____ DATA FOR REVIEW

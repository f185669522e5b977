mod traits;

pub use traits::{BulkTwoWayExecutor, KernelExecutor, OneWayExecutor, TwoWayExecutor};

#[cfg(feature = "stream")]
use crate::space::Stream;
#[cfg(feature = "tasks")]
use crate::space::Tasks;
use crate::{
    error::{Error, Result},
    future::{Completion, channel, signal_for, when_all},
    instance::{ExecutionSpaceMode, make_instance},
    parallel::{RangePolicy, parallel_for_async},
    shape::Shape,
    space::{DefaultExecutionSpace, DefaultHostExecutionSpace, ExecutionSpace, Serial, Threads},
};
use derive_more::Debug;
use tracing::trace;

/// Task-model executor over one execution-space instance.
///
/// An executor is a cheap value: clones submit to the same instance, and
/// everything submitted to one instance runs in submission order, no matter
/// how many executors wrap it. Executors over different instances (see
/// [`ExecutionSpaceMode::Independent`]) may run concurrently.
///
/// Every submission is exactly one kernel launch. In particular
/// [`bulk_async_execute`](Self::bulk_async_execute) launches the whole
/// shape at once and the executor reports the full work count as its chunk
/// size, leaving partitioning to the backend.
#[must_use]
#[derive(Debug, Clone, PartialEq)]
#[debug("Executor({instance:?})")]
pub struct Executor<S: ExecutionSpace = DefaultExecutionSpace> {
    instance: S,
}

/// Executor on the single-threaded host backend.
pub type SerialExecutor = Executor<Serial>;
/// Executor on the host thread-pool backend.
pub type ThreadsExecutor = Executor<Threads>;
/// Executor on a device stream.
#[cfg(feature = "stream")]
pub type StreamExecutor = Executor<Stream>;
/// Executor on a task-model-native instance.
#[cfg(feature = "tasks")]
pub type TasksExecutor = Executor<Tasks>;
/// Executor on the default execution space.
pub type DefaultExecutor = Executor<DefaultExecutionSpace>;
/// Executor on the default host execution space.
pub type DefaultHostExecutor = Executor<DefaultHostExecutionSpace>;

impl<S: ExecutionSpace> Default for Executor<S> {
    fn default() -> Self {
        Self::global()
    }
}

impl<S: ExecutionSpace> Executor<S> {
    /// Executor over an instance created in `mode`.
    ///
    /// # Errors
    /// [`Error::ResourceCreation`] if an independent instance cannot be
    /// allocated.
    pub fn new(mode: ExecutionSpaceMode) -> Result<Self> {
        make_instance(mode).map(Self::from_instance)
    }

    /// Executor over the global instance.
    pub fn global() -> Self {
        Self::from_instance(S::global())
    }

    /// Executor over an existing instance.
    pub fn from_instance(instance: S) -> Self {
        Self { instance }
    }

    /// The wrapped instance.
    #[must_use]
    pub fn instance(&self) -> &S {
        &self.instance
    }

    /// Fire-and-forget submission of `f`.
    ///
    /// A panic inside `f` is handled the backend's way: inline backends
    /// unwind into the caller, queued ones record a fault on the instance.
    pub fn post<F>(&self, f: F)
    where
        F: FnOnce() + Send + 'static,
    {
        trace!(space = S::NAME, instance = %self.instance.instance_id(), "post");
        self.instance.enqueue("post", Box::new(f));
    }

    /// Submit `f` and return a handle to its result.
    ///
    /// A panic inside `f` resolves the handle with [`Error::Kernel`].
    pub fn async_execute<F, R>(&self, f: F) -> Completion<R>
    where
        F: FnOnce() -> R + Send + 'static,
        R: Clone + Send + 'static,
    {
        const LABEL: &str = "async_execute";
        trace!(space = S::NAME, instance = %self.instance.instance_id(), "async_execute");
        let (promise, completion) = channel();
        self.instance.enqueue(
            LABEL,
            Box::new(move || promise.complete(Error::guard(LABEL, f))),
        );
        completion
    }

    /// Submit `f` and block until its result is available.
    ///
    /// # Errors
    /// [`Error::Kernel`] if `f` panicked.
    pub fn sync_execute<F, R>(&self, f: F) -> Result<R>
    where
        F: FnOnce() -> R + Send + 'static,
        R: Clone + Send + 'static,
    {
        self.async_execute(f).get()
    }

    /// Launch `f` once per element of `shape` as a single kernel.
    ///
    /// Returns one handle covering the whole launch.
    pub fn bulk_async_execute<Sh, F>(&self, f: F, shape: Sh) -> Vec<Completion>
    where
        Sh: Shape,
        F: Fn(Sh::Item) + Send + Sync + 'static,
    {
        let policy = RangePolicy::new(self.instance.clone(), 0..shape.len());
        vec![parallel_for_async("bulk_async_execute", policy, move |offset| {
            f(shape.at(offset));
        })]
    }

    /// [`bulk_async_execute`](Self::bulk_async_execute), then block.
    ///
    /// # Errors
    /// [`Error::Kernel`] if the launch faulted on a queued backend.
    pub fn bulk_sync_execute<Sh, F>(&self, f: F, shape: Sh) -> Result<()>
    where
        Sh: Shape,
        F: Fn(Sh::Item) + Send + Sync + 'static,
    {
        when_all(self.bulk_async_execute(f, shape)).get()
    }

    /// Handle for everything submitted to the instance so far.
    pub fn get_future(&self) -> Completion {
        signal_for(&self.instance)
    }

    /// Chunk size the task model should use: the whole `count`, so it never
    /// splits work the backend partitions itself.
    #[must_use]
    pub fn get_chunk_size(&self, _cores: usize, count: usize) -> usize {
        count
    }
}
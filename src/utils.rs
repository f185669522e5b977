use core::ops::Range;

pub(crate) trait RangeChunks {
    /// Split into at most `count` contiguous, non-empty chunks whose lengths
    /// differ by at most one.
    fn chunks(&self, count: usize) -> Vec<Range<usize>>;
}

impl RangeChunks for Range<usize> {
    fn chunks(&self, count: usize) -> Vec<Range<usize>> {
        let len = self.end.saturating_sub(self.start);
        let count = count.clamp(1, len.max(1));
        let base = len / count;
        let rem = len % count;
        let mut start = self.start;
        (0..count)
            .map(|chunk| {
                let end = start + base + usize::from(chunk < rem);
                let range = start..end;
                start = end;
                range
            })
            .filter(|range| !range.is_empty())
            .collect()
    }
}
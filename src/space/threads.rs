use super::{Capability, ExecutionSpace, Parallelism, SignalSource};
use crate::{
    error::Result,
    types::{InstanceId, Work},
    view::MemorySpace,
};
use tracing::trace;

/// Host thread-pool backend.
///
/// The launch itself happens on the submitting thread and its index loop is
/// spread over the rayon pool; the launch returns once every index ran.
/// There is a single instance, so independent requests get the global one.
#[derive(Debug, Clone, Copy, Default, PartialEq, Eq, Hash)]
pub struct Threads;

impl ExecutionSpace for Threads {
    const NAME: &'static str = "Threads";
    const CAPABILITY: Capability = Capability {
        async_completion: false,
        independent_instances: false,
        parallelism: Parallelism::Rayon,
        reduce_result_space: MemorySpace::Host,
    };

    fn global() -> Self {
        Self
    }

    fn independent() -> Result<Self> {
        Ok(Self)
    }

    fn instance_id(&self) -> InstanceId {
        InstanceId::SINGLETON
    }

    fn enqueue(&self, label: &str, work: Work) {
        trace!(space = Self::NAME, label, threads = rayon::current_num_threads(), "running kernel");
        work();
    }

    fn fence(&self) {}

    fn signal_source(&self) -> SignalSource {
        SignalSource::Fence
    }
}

________
____ DATA FOR REVIEW

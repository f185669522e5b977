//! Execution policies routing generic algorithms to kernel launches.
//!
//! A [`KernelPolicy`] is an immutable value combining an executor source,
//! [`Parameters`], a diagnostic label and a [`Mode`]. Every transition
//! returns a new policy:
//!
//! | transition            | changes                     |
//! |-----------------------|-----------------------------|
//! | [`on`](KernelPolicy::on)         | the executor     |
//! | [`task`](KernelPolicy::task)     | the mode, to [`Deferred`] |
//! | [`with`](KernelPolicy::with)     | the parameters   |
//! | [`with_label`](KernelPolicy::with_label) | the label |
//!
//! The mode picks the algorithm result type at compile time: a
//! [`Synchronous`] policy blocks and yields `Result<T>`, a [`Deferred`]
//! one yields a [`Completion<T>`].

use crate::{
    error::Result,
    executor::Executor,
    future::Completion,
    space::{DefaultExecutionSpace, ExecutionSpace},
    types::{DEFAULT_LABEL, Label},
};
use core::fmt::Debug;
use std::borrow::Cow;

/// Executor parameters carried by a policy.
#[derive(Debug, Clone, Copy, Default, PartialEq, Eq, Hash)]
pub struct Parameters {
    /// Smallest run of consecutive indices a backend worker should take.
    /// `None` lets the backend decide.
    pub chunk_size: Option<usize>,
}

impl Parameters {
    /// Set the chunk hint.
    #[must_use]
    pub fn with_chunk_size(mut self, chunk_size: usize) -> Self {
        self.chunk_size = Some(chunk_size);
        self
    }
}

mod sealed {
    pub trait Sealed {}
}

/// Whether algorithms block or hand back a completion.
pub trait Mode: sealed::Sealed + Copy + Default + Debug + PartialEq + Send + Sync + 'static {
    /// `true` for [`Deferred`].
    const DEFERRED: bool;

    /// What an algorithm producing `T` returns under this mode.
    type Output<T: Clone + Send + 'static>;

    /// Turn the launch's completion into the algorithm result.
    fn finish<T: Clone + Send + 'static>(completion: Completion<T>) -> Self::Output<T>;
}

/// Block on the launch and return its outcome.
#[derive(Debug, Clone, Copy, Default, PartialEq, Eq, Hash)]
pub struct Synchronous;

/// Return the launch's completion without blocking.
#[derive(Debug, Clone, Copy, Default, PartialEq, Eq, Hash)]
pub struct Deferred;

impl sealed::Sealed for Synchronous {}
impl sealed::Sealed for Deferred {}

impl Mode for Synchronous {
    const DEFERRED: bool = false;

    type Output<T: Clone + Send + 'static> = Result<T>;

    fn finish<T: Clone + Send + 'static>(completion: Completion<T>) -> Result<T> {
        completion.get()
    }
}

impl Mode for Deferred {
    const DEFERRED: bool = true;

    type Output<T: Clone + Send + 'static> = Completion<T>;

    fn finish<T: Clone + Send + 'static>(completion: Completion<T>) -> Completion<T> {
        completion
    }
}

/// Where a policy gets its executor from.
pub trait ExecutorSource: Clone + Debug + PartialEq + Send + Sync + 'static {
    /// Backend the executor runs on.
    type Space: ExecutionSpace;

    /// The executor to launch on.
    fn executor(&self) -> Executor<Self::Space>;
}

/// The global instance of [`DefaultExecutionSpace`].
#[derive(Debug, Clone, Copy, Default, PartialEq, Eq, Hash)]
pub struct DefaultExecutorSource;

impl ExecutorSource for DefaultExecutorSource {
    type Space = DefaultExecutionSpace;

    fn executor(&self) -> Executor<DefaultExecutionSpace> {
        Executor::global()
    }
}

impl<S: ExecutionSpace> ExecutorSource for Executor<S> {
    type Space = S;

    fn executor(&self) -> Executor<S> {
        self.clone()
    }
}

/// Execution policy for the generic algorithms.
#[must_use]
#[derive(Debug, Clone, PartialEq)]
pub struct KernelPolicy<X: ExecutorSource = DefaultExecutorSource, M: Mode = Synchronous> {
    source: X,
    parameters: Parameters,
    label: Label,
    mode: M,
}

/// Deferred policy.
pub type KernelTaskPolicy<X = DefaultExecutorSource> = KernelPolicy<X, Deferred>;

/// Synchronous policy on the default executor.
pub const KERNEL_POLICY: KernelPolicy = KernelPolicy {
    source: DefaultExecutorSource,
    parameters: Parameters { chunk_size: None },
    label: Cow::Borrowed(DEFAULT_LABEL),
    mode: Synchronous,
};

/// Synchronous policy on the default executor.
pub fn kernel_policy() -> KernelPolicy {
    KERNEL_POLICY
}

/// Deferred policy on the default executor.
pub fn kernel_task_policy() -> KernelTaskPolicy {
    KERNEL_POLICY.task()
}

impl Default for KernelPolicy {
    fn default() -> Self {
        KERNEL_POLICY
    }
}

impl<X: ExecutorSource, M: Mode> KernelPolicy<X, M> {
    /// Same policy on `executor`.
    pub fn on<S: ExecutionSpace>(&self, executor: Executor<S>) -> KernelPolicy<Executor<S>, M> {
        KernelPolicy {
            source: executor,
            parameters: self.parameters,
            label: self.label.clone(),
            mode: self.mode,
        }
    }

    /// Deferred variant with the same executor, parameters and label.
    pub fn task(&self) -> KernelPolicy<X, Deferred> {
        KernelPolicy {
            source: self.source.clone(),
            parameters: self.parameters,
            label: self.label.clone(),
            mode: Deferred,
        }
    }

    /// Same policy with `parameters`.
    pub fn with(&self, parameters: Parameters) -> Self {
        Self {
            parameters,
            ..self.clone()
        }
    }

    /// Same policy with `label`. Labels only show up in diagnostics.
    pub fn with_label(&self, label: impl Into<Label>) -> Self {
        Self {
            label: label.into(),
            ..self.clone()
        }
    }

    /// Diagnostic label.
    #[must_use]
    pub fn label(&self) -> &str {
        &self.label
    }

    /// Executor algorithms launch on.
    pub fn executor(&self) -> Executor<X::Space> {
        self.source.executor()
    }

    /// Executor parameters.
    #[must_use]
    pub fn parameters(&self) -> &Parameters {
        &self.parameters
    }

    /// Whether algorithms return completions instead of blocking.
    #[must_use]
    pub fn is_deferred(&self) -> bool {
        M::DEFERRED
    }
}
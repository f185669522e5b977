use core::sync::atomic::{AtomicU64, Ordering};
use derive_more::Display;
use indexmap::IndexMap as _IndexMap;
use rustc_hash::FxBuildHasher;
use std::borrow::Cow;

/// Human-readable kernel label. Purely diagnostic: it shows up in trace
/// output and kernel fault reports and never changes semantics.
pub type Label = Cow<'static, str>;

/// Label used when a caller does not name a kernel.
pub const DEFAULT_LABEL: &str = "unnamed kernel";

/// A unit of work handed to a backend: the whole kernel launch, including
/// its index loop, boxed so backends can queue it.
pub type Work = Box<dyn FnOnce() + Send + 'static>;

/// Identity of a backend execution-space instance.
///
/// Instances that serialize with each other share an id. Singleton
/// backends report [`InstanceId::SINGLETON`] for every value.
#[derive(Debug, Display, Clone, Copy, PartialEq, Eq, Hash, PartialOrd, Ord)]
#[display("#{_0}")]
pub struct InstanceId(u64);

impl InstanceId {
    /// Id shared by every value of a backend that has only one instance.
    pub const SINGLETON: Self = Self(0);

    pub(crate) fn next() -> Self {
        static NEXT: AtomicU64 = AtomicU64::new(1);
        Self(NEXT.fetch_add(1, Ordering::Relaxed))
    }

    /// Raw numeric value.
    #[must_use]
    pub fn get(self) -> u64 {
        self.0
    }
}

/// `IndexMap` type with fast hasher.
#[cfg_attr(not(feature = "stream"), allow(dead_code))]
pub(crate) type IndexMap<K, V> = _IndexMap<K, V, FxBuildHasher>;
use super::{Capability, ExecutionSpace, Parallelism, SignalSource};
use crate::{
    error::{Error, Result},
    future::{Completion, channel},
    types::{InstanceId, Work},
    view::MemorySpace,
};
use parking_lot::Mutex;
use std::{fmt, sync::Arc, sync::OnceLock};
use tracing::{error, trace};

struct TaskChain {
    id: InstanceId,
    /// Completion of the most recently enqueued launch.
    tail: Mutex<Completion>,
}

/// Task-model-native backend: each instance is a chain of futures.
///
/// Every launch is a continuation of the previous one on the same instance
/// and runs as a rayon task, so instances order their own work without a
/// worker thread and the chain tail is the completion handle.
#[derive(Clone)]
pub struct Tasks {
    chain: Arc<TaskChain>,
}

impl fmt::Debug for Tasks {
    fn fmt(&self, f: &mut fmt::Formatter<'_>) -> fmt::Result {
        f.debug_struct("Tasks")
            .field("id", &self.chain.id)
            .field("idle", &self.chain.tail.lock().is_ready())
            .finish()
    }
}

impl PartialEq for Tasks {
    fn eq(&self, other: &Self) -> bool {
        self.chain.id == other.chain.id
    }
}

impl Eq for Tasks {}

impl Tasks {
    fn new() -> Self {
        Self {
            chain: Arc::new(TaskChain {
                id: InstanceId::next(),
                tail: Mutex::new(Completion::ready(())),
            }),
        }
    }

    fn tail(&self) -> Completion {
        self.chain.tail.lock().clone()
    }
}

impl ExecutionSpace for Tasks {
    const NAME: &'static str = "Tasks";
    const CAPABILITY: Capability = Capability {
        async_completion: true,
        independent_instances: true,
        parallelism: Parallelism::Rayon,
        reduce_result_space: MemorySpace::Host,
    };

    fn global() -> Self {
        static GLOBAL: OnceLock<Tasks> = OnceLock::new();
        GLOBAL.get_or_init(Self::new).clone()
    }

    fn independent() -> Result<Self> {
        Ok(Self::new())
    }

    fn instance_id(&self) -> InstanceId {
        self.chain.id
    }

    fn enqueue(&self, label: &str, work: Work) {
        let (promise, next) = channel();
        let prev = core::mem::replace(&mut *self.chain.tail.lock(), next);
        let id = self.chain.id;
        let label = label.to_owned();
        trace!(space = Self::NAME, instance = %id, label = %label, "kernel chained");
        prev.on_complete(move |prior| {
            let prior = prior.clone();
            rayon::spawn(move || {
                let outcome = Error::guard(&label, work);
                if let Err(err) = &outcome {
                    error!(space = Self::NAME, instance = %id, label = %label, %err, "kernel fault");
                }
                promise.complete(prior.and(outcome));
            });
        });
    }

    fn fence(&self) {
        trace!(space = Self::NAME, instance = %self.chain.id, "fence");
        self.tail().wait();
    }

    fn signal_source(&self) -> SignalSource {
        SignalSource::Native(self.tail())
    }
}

________

ASSIGNMENT | Among the records, find every line holding the word "traits" and copy it.

RESPONSE |
mod traits;
pub use traits::{BulkTwoWayExecutor, KernelExecutor, OneWayExecutor, TwoWayExecutor};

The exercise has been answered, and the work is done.